By Damon Barrett, Julie Hannah, and Rick Lines, Health and Human Rights Journal
The 25th anniversary of Health and Human Rights comes at an interesting time in international drug policy. Not long ago, references to human rights could be, and were, easily vetoed from draft UN drug policy resolutions. At best, human rights were included in declaratory preambles of omnibus resolutions, and largely forgotten in any substantive sense. Drug policy NGOs, for the most part, did not tend to foreground human rights, while human rights NGOs all but ignored drugs.

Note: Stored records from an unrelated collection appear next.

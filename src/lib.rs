//! Core library for `annotation_reorg`.
//!
//! Regroups release FTP species dumps under their annotation source:
//! `species/{short}/{accession}/{data_type}` moves to
//! `species/{short}/{accession}/{annotation_source}/{data_type}` (and likewise
//! under `timestamped/species`), then symlinks broken by the extra nesting level
//! are rewritten.

pub mod cli;
pub mod config;
pub mod errors;
pub mod fs_ops;
pub mod ledger;
pub mod metadata;
pub mod orchestrator;
pub mod output;
pub mod plan;
pub mod platform;
pub mod repair;
pub mod report;
pub mod shutdown;
pub mod species;

pub use config::{
    default_config_path, default_log_path, path_has_symlink_ancestor, Config, LogLevel, CONFIG_ENV_VAR,
    METADATA_DBNAME_DEFAULT,
};
pub use errors::ReorgError;
pub use fs_ops::{copy_then_purge, move_into, ExistingTarget, RelocationOutcome, Relocator, RunLock, Strategy};
pub use ledger::{Ledger, LedgerKey};
pub use metadata::{
    AnnotationLookup, DefaultAnnotationLookup, JsonCoreMetaStore, JsonMetadataStore, MetadataFilter,
    MetadataResolver,
};
pub use orchestrator::Reorganizer;
pub use plan::{plan, Area, RelocationPlan, SpeciesPlan};
pub use repair::{corrected_destination, repair_tree, RepairReport, RepairWalker};
pub use report::{BatchReport, DataTypeOutcome, SpeciesFailure, SpeciesOutcome};
pub use species::{short_name, AnnotationInfo, DataType, SpeciesRecord};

The past decade, however, has seen changes. Human rights are now central to international drug policy debates and are causing considerable controversy. Drug policy NGOs have made significant progress in highlighting the human rights dimensions of the field, while human rights NGOs have more and more come to see the issue as one warranting close attention. Indeed, it has become something of a cliché to say that a ‘human rights-based approach to drug policy’ should be adopted. The fact that this is so frequently heard, from NGOs and some governments, is a major step forward. But while much of the work to date has involved identifying rights violations in drug control, we still have not unpacked what adopting a human rights-based approach might mean.
Reconceptualising drugs issues as human rights issues
Over the years we have heard a good deal of scepticism about human rights in drug policy. Usually this has to do with the political palatability of human rights language when trying to achieve a certain goal. There is merit to that worry. No sensible human rights advocate claims your best foot forward is always human rights language. But if human rights are reduced to simply a functional strategy to some other end, then they can be used or discarded at will. This does not do justice to so fundamental an idea.
A human rights approach to any issue foregrounds the relationship between the individual and State power; this is especially the case with drug control. At present the burden falls on those opposing certain drug laws, such as criminalising personal possession, to explain why they don’t work. A human rights approach reverses that burden, placing it instead on the government to justify the limitations on rights and freedoms that such laws entail, and to be accountable for their decisions. Few governments have ever done this. But when these laws have been challenged on human rights grounds in constitutional courts, Governments have lost, as they did with regard to cannabis possession and the right to privacy in South Africa.